§ Task prompt: Determine the number of lines in the listing below where the string "const" occurs; answer with the number alone.

§ Supplied material:
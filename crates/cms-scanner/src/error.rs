//! Error types for the cms-scanner crate.
//!
//! This module provides the [`ScanError`] type for errors that can occur
//! while walking the project directory.

use camino::Utf8PathBuf;

/// Errors that can occur during scanning.
///
/// # Error Recovery Strategy
///
/// - **Walker errors** ([`ScanError::Walk`]): logged and skipped, except for
///   the root itself
/// - **Read errors** ([`ScanError::Read`]): the file is kept unprobed
/// - **Cancellation** ([`ScanError::Cancelled`]): the whole scan is dropped
///
/// # Examples
///
/// ```
/// use cms_scanner::ScanError;
///
/// fn describe(err: &ScanError) -> &'static str {
///     match err {
///         ScanError::Walk(_) => "walk",
///         ScanError::Read { .. } => "read",
///         ScanError::Config(_) => "config",
///         ScanError::NonUtf8Path(_) => "encoding",
///         ScanError::Cancelled => "cancelled",
///         ScanError::Task(_) => "task",
///     }
/// }
/// assert_eq!(describe(&ScanError::Cancelled), "cancelled");
/// ```
#[derive(Debug, thiserror::Error)]
pub enum ScanError {
    /// Failed to walk a directory.
    #[error("failed to walk directory: {0}")]
    Walk(#[from] ignore::Error),

    /// Failed to read a file while probing its content.
    #[error("failed to read file {path}: {source}")]
    Read {
        /// The path of the file that couldn't be read.
        path: Utf8PathBuf,
        /// The underlying I/O error.
        #[source]
        source: std::io::Error,
    },

    /// Invalid scanner configuration.
    #[error("invalid configuration: {0}")]
    Config(String),

    /// A path is not valid UTF-8.
    #[error("path is not valid UTF-8: {}", _0.display())]
    NonUtf8Path(std::path::PathBuf),

    /// The scan was cancelled before it finished.
    #[error("scan cancelled")]
    Cancelled,

    /// The blocking scan task panicked or was aborted.
    #[error("scan task failed: {0}")]
    Task(#[from] tokio::task::JoinError),
}

impl ScanError {
    /// Creates a new [`ScanError::Read`] error.
    #[inline]
    pub fn read(path: impl Into<Utf8PathBuf>, source: std::io::Error) -> Self {
        Self::Read {
            path: path.into(),
            source,
        }
    }

    /// Creates a new [`ScanError::Config`] error.
    #[inline]
    pub fn config(message: impl Into<String>) -> Self {
        Self::Config(message.into())
    }

    /// Returns `true` if this error is recoverable (scanning can continue).
    #[inline]
    #[must_use]
    pub const fn is_recoverable(&self) -> bool {
        matches!(
            self,
            Self::Read { .. } | Self::Walk(_) | Self::NonUtf8Path(_)
        )
    }

    /// Returns `true` if this error ends the scan.
    #[inline]
    #[must_use]
    pub const fn is_fatal(&self) -> bool {
        !self.is_recoverable()
    }

    /// Returns the file path associated with this error, if any.
    #[must_use]
    pub fn path(&self) -> Option<&Utf8PathBuf> {
        match self {
            Self::Read { path, .. } => Some(path),
            Self::Walk(_)
            | Self::Config(_)
            | Self::NonUtf8Path(_)
            | Self::Cancelled
            | Self::Task(_) => None,
        }
    }
}

#[cfg(test)]
mod tests {
    use super::*;
    use std::io;

    #[test]
    fn test_scan_error_read() {
        let err = ScanError::read(
            "src/blob.bin",
            io::Error::new(io::ErrorKind::PermissionDenied, "denied"),
        );
        assert!(err.is_recoverable());
        assert_eq!(err.path().map(|p| p.as_str()), Some("src/blob.bin"));
        assert!(err.to_string().contains("src/blob.bin"));
    }

    #[test]
    fn test_scan_error_config() {
        let err = ScanError::config("root path does not exist: /nope");
        assert!(err.is_fatal());
        assert!(err.path().is_none());
        assert_eq!(
            err.to_string(),
            "invalid configuration: root path does not exist: /nope"
        );
    }

    #[test]
    fn test_scan_error_cancelled() {
        assert!(ScanError::Cancelled.is_fatal());
        assert_eq!(ScanError::Cancelled.to_string(), "scan cancelled");
    }

    #[test]
    fn test_scan_error_non_utf8() {
        let err = ScanError::NonUtf8Path(std::path::PathBuf::from("test"));
        assert!(err.is_recoverable());
        assert!(err.path().is_none());
    }
}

§ Solution to this problem: 2